Five years later, Lyle would do it and played in his first Open at Lytham. “My heart was coming out of my chest for the opening tee shot, thinking: ‘My God, I hope this is going to get easier’,” he said.
“Trying to control those nerves is not easy when you are 16 but gradually you get used to it. In those days there were two cuts, which was quite cruel. I made the first cut quite comfortably and was going along quite well in round three. But then I spent a long time in a bunker on the sixth and took a nine or a 10 and that was it. I’d be warned, ‘don’t go in that bunker whatever you do’. I managed to find the thing and paid the ultimate price.”
Lyle would go on to play in 43 Opens – 42 in a row from 1977 – but his exemption as a past champion ran out in 2018. He’s not played in an Open since then. The historic, romantic lure of the 150th championship at St Andrews, though, has prompted a return to the qualifying scramble. It’s the last throw of the dice in the quest for a last hurrah.
“It’s just because it’s St Andrews and the 150th and I wouldn’t try qualifying for any other one,” said Lyle. “This will be my last go at getting to an Open.”
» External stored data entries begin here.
//! # Option Shuffling
//!
//! Cosmetic reordering of answer options, applied once when a catalog is
//! loaded. The engine never shuffles; it shows options in catalog order.
//!
//! A fixed seed gives a reproducible order (`StdRng::seed_from_u64`), which
//! is what tests and demos use.

use rand::SeedableRng;
use rand::rngs::StdRng;
use rand::seq::SliceRandom;
use stagegate_core::{CatalogError, StageCatalog};

/// Draw a fresh seed for a session that did not configure one.
#[must_use]
pub fn draw_seed() -> u64 {
    rand::random()
}

/// Shuffle the options of every question with a seeded generator.
///
/// Questions are visited in catalog order, so the same seed always yields
/// the same layout for the same catalog.
pub fn shuffle_options(catalog: StageCatalog, seed: u64) -> Result<StageCatalog, CatalogError> {
    let mut rng = StdRng::seed_from_u64(seed);
    catalog.map_questions(|mut question| {
        question.options.shuffle(&mut rng);
        question
    })
}

// =============================================================================
// TESTS
// =============================================================================

#[cfg(test)]
mod tests {
    use super::*;
    use crate::catalog::CatalogSource;
    use std::collections::BTreeSet;

    fn options_of(catalog: &StageCatalog) -> Vec<Vec<String>> {
        catalog
            .iter()
            .flat_map(|stage| stage.questions.iter().map(|q| q.options.clone()))
            .collect()
    }

    #[test]
    fn same_seed_same_order() {
        let catalog = CatalogSource::Builtin.load().expect("catalog");
        let first = shuffle_options(catalog.clone(), 42).expect("shuffle");
        let second = shuffle_options(catalog, 42).expect("shuffle");
        assert_eq!(options_of(&first), options_of(&second));
    }

    #[test]
    fn shuffling_keeps_every_option() {
        let catalog = CatalogSource::Builtin.load().expect("catalog");
        let shuffled = shuffle_options(catalog.clone(), draw_seed()).expect("shuffle");

        for (before, after) in options_of(&catalog).iter().zip(options_of(&shuffled).iter()) {
            let before: BTreeSet<_> = before.iter().collect();
            let after: BTreeSet<_> = after.iter().collect();
            assert_eq!(before, after);
        }
    }

    #[test]
    fn shuffling_keeps_questions_and_answers() {
        let catalog = CatalogSource::Builtin.load().expect("catalog");
        let shuffled = shuffle_options(catalog.clone(), 7).expect("shuffle");

        for (a, b) in catalog.iter().zip(shuffled.iter()) {
            assert_eq!(a.id, b.id);
            for (qa, qb) in a.questions.iter().zip(b.questions.iter()) {
                assert_eq!(qa.id, qb.id);
                assert_eq!(qa.correct_answer, qb.correct_answer);
            }
        }
    }
}
//! # stagegate-core
//!
//! The deterministic progression engine for stagegate - THE LOGIC.
//!
//! A learner works through an ordered catalog of stages. Each stage pairs
//! study content with multiple-choice questions, and the next stage unlocks
//! only once every question of the current one is answered correctly.
//!
//! ## Architecture
//!
//! ```text
//! StageCatalog (validated, immutable)
//!        │ borrowed by
//!        ▼
//! ProgressionController ── owns ──▶ Session (phase, stage, answers, feedback, status)
//!        │ current_view()
//!        ▼
//! ViewModel (pure projection, serializable) ──▶ rendering layer
//! ```
//!
//! ## Architectural Constraints
//!
//! - Pure Rust: no async, no I/O, no logging dependency
//! - Deterministic: no randomness; option order is whatever the catalog holds
//! - Closed: the session is mutated only through the controller
//! - Never panics; caller mistakes come back as `QuizError`

// =============================================================================
// MODULES
// =============================================================================

pub mod catalog;
pub mod controller;
pub mod grading;
pub mod session;
pub mod types;
pub mod view;

// =============================================================================
// RE-EXPORTS: Core Types
// =============================================================================

pub use types::{
    Content, Operation, Question, QuestionId, QuizError, Stage, StageIcon, StageId, ThemeTag,
};

// =============================================================================
// RE-EXPORTS: Engine
// =============================================================================

pub use catalog::{CatalogError, CatalogInfo, StageCatalog};
pub use controller::{Advanced, CheckOutcome, ProgressionController, Selection};
pub use grading::{Answers, Grade, StageEvaluation, is_stage_complete};
pub use session::{Phase, Session, StatusMessage};
pub use view::{
    FinishedView, OptionClass, OptionView, QuestionView, StageMarker, StageView, StartView,
    ViewModel,
};
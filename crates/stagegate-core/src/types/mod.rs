//! # Core Type Definitions
//!
//! This module contains the data model consumed by the progression engine:
//! - Identifiers (`StageId`, `QuestionId`)
//! - Catalog content (`Question`, `Stage`, `Content`, `ThemeTag`, `StageIcon`)
//! - Controller operations (`Operation`) and caller-contract errors (`QuizError`)
//!
//! ## Determinism Guarantees
//!
//! All identifier types implement `Ord` so they can key `BTreeMap`/`BTreeSet`.
//! Answer comparison is exact string equality; no normalization is applied.

use serde::{Deserialize, Serialize};
use thiserror::Error;

// =============================================================================
// IDENTIFIERS
// =============================================================================

/// Identifier of a stage. Stages are consumed in ascending id order, starting at 1.
#[derive(Debug, Clone, Copy, PartialEq, Eq, PartialOrd, Ord, Hash, Serialize, Deserialize)]
#[serde(transparent)]
pub struct StageId(pub u32);

impl std::fmt::Display for StageId {
    fn fmt(&self, f: &mut std::fmt::Formatter<'_>) -> std::fmt::Result {
        write!(f, "{}", self.0)
    }
}

/// Identifier of a question, unique within its owning stage.
#[derive(Debug, Clone, Copy, PartialEq, Eq, PartialOrd, Ord, Hash, Serialize, Deserialize)]
#[serde(transparent)]
pub struct QuestionId(pub u32);

impl std::fmt::Display for QuestionId {
    fn fmt(&self, f: &mut std::fmt::Formatter<'_>) -> std::fmt::Result {
        write!(f, "{}", self.0)
    }
}

// =============================================================================
// PRESENTATION TAGS (opaque to the controller)
// =============================================================================

/// Opaque study-content payload of a stage.
///
/// The renderer decides how to interpret it (plain text, markdown, ...).
/// The engine only carries it through to the view model.
#[derive(Debug, Clone, PartialEq, Eq, Default, Serialize, Deserialize)]
#[serde(transparent)]
pub struct Content(pub String);

impl Content {
    /// Create a content payload.
    #[must_use]
    pub fn new(body: impl Into<String>) -> Self {
        Self(body.into())
    }

    /// Get the raw payload.
    #[must_use]
    pub fn as_str(&self) -> &str {
        &self.0
    }
}

/// Theme tag of a stage (a colour family name such as `"purple"`).
#[derive(Debug, Clone, PartialEq, Eq, Default, Serialize, Deserialize)]
#[serde(transparent)]
pub struct ThemeTag(pub String);

impl ThemeTag {
    /// Create a theme tag.
    #[must_use]
    pub fn new(tag: impl Into<String>) -> Self {
        Self(tag.into())
    }

    /// Get the tag as a string slice.
    #[must_use]
    pub fn as_str(&self) -> &str {
        &self.0
    }
}

/// Icon shown next to a stage title.
#[derive(Debug, Clone, Copy, PartialEq, Eq, Default, Serialize, Deserialize)]
#[serde(rename_all = "lowercase")]
pub enum StageIcon {
    #[default]
    Book,
    Brain,
    Flask,
    Eye,
}

impl StageIcon {
    /// Get the icon name.
    #[must_use]
    pub fn name(&self) -> &'static str {
        match self {
            StageIcon::Book => "book",
            StageIcon::Brain => "brain",
            StageIcon::Flask => "flask",
            StageIcon::Eye => "eye",
        }
    }
}

// =============================================================================
// QUESTION
// =============================================================================

/// A multiple-choice question.
///
/// Invariant (checked by `StageCatalog::new`): a non-zero id, at least two
/// distinct options, and `correct_answer` appears verbatim among them.
#[derive(Debug, Clone, PartialEq, Eq, Serialize, Deserialize)]
#[serde(deny_unknown_fields)]
pub struct Question {
    /// Identifier, unique within the owning stage.
    pub id: QuestionId,
    /// Prompt text.
    pub prompt: String,
    /// Answer options in display order.
    pub options: Vec<String>,
    /// The one correct option.
    pub correct_answer: String,
}

impl Question {
    /// Create a question.
    #[must_use]
    pub fn new(
        id: QuestionId,
        prompt: impl Into<String>,
        options: Vec<String>,
        correct_answer: impl Into<String>,
    ) -> Self {
        Self {
            id,
            prompt: prompt.into(),
            options,
            correct_answer: correct_answer.into(),
        }
    }

    /// Check whether `option` is one of this question's options.
    #[must_use]
    pub fn has_option(&self, option: &str) -> bool {
        self.options.iter().any(|o| o == option)
    }

    /// Check an answer by exact string equality.
    #[must_use]
    pub fn is_correct(&self, answer: &str) -> bool {
        self.correct_answer == answer
    }
}

// =============================================================================
// STAGE
// =============================================================================

/// One unit of study content plus the questions that gate the next stage.
#[derive(Debug, Clone, PartialEq, Eq, Serialize, Deserialize)]
#[serde(deny_unknown_fields)]
pub struct Stage {
    /// Identifier; defines catalog order.
    pub id: StageId,
    /// Stage title.
    pub title: String,
    /// Theme tag, used only for presentation.
    #[serde(default)]
    pub theme: ThemeTag,
    /// Icon, used only for presentation.
    #[serde(default)]
    pub icon: StageIcon,
    /// Study content.
    #[serde(default)]
    pub content: Content,
    /// Questions in display order. Never empty in a validated catalog.
    pub questions: Vec<Question>,
}

impl Stage {
    /// Create a stage with default theme and icon.
    #[must_use]
    pub fn new(
        id: StageId,
        title: impl Into<String>,
        content: Content,
        questions: Vec<Question>,
    ) -> Self {
        Self {
            id,
            title: title.into(),
            theme: ThemeTag::default(),
            icon: StageIcon::default(),
            content,
            questions,
        }
    }

    /// Set the theme tag.
    #[must_use]
    pub fn with_theme(mut self, theme: ThemeTag) -> Self {
        self.theme = theme;
        self
    }

    /// Set the icon.
    #[must_use]
    pub fn with_icon(mut self, icon: StageIcon) -> Self {
        self.icon = icon;
        self
    }

    /// Find a question of this stage by id.
    #[must_use]
    pub fn question(&self, id: QuestionId) -> Option<&Question> {
        self.questions.iter().find(|q| q.id == id)
    }
}

// =============================================================================
// OPERATIONS
// =============================================================================

/// The write operations a presentation layer may invoke on the controller.
#[derive(Debug, Clone, Copy, PartialEq, Eq, Serialize, Deserialize)]
#[serde(rename_all = "snake_case")]
pub enum Operation {
    Begin,
    SelectAnswer,
    CheckAnswers,
    Advance,
    Reset,
}

impl std::fmt::Display for Operation {
    fn fmt(&self, f: &mut std::fmt::Formatter<'_>) -> std::fmt::Result {
        let name = match self {
            Operation::Begin => "begin",
            Operation::SelectAnswer => "select answer",
            Operation::CheckAnswers => "check answers",
            Operation::Advance => "advance",
            Operation::Reset => "reset",
        };
        f.write_str(name)
    }
}

// =============================================================================
// ERROR TYPES
// =============================================================================

/// Caller-contract violations reported by the controller.
///
/// None of these are user-facing conditions; user-correctable problems are
/// surfaced through the session's status message instead. The controller
/// refuses the mutation whenever it returns one of these.
#[derive(Debug, Clone, PartialEq, Eq, Error)]
pub enum QuizError {
    /// The question does not belong to the current stage.
    #[error("question {question} is not part of stage {stage}")]
    InvalidQuestion { stage: StageId, question: QuestionId },

    /// The option is not one of the question's options.
    #[error("option {option:?} is not offered by question {question}")]
    InvalidOption { question: QuestionId, option: String },

    /// The operation is not allowed in the current session state.
    #[error("illegal transition: cannot {operation} while {reason}")]
    IllegalTransition {
        operation: Operation,
        reason: &'static str,
    },
}

// =============================================================================
// TESTS
// =============================================================================
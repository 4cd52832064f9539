//! # Stagegate
//!
//! Terminal front-end for the `stagegate-core` progression engine: catalog
//! files, configuration, option shuffling, rendering and the play loop.
//! The binary in `main.rs` is a thin wrapper around [`cli::execute`].

pub mod catalog;
pub mod cli;
pub mod config;
pub mod error;
pub mod play;
pub mod render;
pub mod shuffle;

pub use error::AppError;
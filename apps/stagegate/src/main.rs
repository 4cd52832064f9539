//! # Stagegate - stage-gated study quizzes
//!
//! ```text
//! ┌──────────────────────────────────────────────────────┐
//! │                 apps/stagegate (THE BINARY)          │
//! │                                                      │
//! │  ┌───────────┐   ┌────────────┐   ┌──────────────┐  │
//! │  │   CLI     │   │  Config    │   │  Play loop   │  │
//! │  │  (clap)   │   │  (toml)    │   │  + renderer  │  │
//! │  └─────┬─────┘   └─────┬──────┘   └──────┬───────┘  │
//! │        └───────────────┼─────────────────┘          │
//! │                        ▼                            │
//! │               ┌─────────────────┐                   │
//! │               │ stagegate-core  │                   │
//! │               │   (THE LOGIC)   │                   │
//! │               └─────────────────┘                   │
//! └──────────────────────────────────────────────────────┘
//! ```
//!
//! ## Usage
//!
//! ```bash
//! # Play the built-in catalog
//! stagegate
//!
//! # Play a catalog file with a fixed option order
//! stagegate play -c quiz.toml --seed 42
//!
//! # List stages / validate a file
//! stagegate stages --json-mode
//! stagegate validate -f quiz.toml
//! ```

use clap::Parser;
use stagegate::cli;
use stagegate::config::{LogFormat, Settings};
use tracing_subscriber::{layer::SubscriberExt, util::SubscriberInitExt};

// =============================================================================
// APPLICATION ENTRY POINT
// =============================================================================

fn main() {
    let cli = cli::Cli::parse();

    let settings = match cli.settings() {
        Ok(settings) => settings,
        Err(e) => {
            eprintln!("stagegate: {e}");
            std::process::exit(1);
        }
    };

    init_tracing(&settings, cli.verbose);

    // The screen owns stdout in JSON mode.
    if !cli.quiet && !cli.json_mode {
        print_banner();
    }

    if let Err(e) = cli::execute(cli, &settings) {
        tracing::error!("Error: {}", e);
        std::process::exit(1);
    }
}

/// Logs go to stderr so they never mix with rendered screens.
fn init_tracing(settings: &Settings, verbose: bool) {
    let default_filter = if verbose {
        "stagegate=debug"
    } else {
        "stagegate=info"
    };
    let filter = tracing_subscriber::EnvFilter::try_from_default_env()
        .unwrap_or_else(|_| default_filter.into());

    match settings.log_format {
        LogFormat::Json => {
            tracing_subscriber::registry()
                .with(filter)
                .with(
                    tracing_subscriber::fmt::layer()
                        .json()
                        .with_writer(std::io::stderr),
                )
                .init();
        }
        LogFormat::Text => {
            tracing_subscriber::registry()
                .with(filter)
                .with(tracing_subscriber::fmt::layer().with_writer(std::io::stderr))
                .init();
        }
    }
}

fn print_banner() {
    println!(
        r#"
  ┌─┐┌┬┐┌─┐┌─┐┌─┐┌─┐┌─┐┌┬┐┌─┐
  └─┐ │ ├─┤│ ┬├┤ │ ┬├─┤ │ ├┤
  └─┘ ┴ ┴ ┴└─┘└─┘└─┘┴ ┴ ┴ └─┘

  Stagegate v{}

  Read • Answer • Unlock
"#,
        env!("CARGO_PKG_VERSION")
    );
}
Getting there, of course, will not be easy, especially for a man in his 60s who is nursing a “tweaked hamstring”. Only the leading four from a field of 70-odd players will emerge from the 36-hole tussle with a tee-time for the Old Course. It’s the kind of frenzied, all guns blazing shoot-out that would give Wyatt Earp the heebie-jeebies, but Lyle is up for the challenge.
“I’ve nothing to lose,” said the decorated, celebrated Scot. “I just have to go out and have a go. But it’s a tough ask. I haven’t played much competitive golf the last few weeks with this hamstring niggle. I can’t even tie my shoelace properly because of it. But I managed four rounds up at Skibo Castle recently and I was ok. I’m probably about 80 per cent fit.
“Whatever happens, I’ll still be at St Andrews for the Champions Challenge. There are some dinners too and I’m being awarded an Honorary Degree from the University of St Andrews. There will be plenty to celebrate. But it would be even nicer to go there with a tee-time for the Open.”
And have another wander down memory lane, no doubt.